Tuesday night’s Bloomberg/Washington Post Republican presidential candidate’s debate did little to change the complexion of the GOP primary. It did further distinguish former Godfather’s Pizza CEO Herman Cain and his ideas as deserving of national attention and campaign momentum. It also showed that former Massachusetts Gov. Mitt Romney is already running a general election campaign, and Texas Gov. Rick Perry, if he does not soon regain his footing, will more rapidly become background noise.
The spotlight was on Cain. Viewers did not have to wait long to see why the businessman is surging in national polls: He is straightforward, quick-witted and specific. Cain is riding his wave of straight-talking, simple and specific business-like reforms of government to prominence.

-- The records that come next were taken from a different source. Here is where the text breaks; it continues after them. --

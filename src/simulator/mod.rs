//! Headless simulator for Monte Carlo analysis.
//!
//! Plays many seeded games through the same `CoreGame` the live runner uses
//! and reports how deep parties get, how often they wipe, and where the
//! ticks go.

mod config;
mod report;
mod runner;

pub use config::SimConfig;
pub use report::SimReport;
pub use runner::{run_simulation, simulate_single_run, RunStats};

Cain was peppered with questions about and critiques of his “9-9-9 plan.” He wants to replace the tax code with a 9 percent business flat tax, a 9 percent personal income flat tax and a 9 percent national sales tax.
What the 9-9-9 plan attempts, as Cain explained, is to expand the tax base. “When you expand the base, we can arrive at the lowest possible rate, which is 9-9-9. The difference between the 9-9-9 plan and the other plans that are being proposed is that they pivot off of the existing tax code.”
Romney’s performance solidified an impression of him as the safe, default pick for the nomination, and his remarks made him sound even more like a moderate, an indication that he is already running a general election campaign. He did little to offer innovative solutions interesting to conservative-minded voters. Not only did Romney yet again defend his ill-advised Massachusetts universal health care program, he also defended the government’s Wall Street bailouts — strange positions for a Republican candidate.
Perry’s strategy in this debate appeared to be “less is more,” as the former front-runner asserted himself little. Perry is taking the same tack as Rep. Michele Bachmann did in past debates, and if he does not find his footing, his polling numbers will slide further.
Recent polling shows, as Cain said Tuesday, “Americans want bold solutions.” He is right. And that is what voters like about Cain. Ideas are king, and boldness ought to be the approach of the next Republican presidential nominee. Perhaps that is why Cain is surging, why Perry’s candidacy is waning and why Romney’s campaign seems vulnerable.